Daniel is trying to understand his past and piece his life back together. "I got into drugs because I felt like no one liked me. Then nobody wanted to be around me because of the drugs, and I ended up completely alone," he said. "I feel like a new person now."

On how he felt when he was on ecstasy:

Daniel
"I didn't care about anyone or anything. I just cared about doing my own thing, selling and partying. I'd take out anyone who got in my way."
"Ecstasy is a roller coaster. It brings you up so high that you feel like you're on top of the world. When you come down you feel like a complete outsider, like you don't belong anywhere."

On how he saw ecstasy affect others:

"I'd see people get real bad with E. They'd sell the shirt off their backs.
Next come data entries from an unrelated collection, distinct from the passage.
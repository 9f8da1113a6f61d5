// Copyright (C) 2025 SyncMyOrders Sp. z o.o.
// SPDX-License-Identifier: AGPL-3.0-or-later
//! Combined breaker-and-retry executor.
//!
//! One [`Resilience`] instance protects one actor: the dispatcher carries one
//! around its local pool and every worker carries its own with independent
//! state. Each inner attempt consults and updates the breaker; retry
//! eligibility is the policy predicate plus the remaining attempt budget.
//! Breaker rejections are surfaced immediately and are never retried.

use std::future::Future;
use std::sync::Arc;

use futures::future::BoxFuture;
use tokio::sync::Mutex;
use tracing::info;

use crate::breaker::{BreakerState, CircuitBreaker};
use crate::error::Result;
use crate::retry::RetryConfig;

/// Retry policy plus circuit breaker, shared by cheap clone within one actor.
#[derive(Clone)]
pub struct Resilience {
    retry: RetryConfig,
    breaker: Arc<Mutex<CircuitBreaker>>,
}

impl Resilience {
    pub fn new(retry: RetryConfig, breaker: CircuitBreaker) -> Self {
        Self {
            retry,
            breaker: Arc::new(Mutex::new(breaker)),
        }
    }

    /// The breaker's current state, for observability.
    pub async fn breaker_state(&self) -> BreakerState {
        self.breaker.lock().await.state()
    }

    /// Run an operation that owns everything it captures.
    pub async fn run<T, Fut, F>(&self, op_name: &str, op: F) -> Result<T>
    where
        F: FnMut() -> Fut + Send,
        Fut: Future<Output = Result<T>> + Send + 'static,
    {
        let mut op = op;
        self.run_with(op_name, &mut op, |op: &mut F| Box::pin(op()))
            .await
    }

    /// Run an operation that borrows `state` mutably for each attempt.
    ///
    /// This is the shape needed for operations against a checked-out
    /// connection, where every attempt re-borrows the same client.
    pub async fn run_with<S, T>(
        &self,
        op_name: &str,
        state: &mut S,
        mut op: impl for<'a> FnMut(&'a mut S) -> BoxFuture<'a, Result<T>>,
    ) -> Result<T> {
        let mut attempt: u32 = 0;
        let mut delay = self.retry.initial_delay;

        loop {
            attempt += 1;
            self.breaker.lock().await.try_acquire()?;

            match op(&mut *state).await {
                Ok(value) => {
                    self.breaker.lock().await.on_success();
                    return Ok(value);
                }
                Err(err) => {
                    self.breaker.lock().await.on_failure();
                    if attempt >= self.retry.max_attempts || !self.retry.should_retry(&err) {
                        return Err(err);
                    }

                    let wait = self.retry.wait_for(delay);
                    info!(
                        op = op_name,
                        attempt,
                        max_attempts = self.retry.max_attempts,
                        delay_ms = wait.as_millis() as u64,
                        error = %err,
                        "Retrying after failure"
                    );
                    tokio::time::sleep(wait).await;
                    delay = self.retry.next_delay(delay);
                }
            }
        }
    }
}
This guy once offered me his dirt bike for 40 pills. People tried to give me watches and stuff that I knew they stole from their families. Another guy wanted to give me a bunch of women's jewelry and a 40-speed bike for a couple pills of E."

On what he'd tell other kids:

"I'd like to join an N.A. (Narcotics Anonymous) panel and talk to kids who are using. I'd tell them, Get out while you can. It starts out as all fun, games and parties but it leads to real nasty things. You become your own worst enemy."